TASK BRIEF:
Please report each line in the material below that includes "listings".

+++ INPUT +++

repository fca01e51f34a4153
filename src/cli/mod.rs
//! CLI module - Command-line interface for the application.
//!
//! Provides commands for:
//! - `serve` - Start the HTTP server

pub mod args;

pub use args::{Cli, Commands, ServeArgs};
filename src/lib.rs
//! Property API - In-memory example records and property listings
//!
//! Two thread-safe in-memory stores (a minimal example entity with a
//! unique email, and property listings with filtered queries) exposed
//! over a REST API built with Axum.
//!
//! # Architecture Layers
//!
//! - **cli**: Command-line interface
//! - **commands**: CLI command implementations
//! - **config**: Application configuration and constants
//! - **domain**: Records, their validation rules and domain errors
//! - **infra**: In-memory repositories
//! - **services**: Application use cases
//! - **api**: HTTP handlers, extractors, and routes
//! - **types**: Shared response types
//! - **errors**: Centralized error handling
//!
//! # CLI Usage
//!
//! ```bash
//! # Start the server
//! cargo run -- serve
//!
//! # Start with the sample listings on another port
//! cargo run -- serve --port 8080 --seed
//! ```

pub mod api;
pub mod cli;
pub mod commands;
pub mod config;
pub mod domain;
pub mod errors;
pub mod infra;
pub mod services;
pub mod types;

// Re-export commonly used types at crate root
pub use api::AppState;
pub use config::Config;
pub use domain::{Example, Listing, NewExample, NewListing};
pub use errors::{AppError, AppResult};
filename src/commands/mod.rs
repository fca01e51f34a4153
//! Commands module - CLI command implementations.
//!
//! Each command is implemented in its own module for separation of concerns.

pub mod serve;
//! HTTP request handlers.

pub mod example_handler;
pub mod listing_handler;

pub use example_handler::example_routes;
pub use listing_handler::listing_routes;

+++

WRITTEN SOLUTION:
//! Property API - In-memory example records and property listings
//! unique email, and property listings with filtered queries) exposed
//! # Start with the sample listings on another port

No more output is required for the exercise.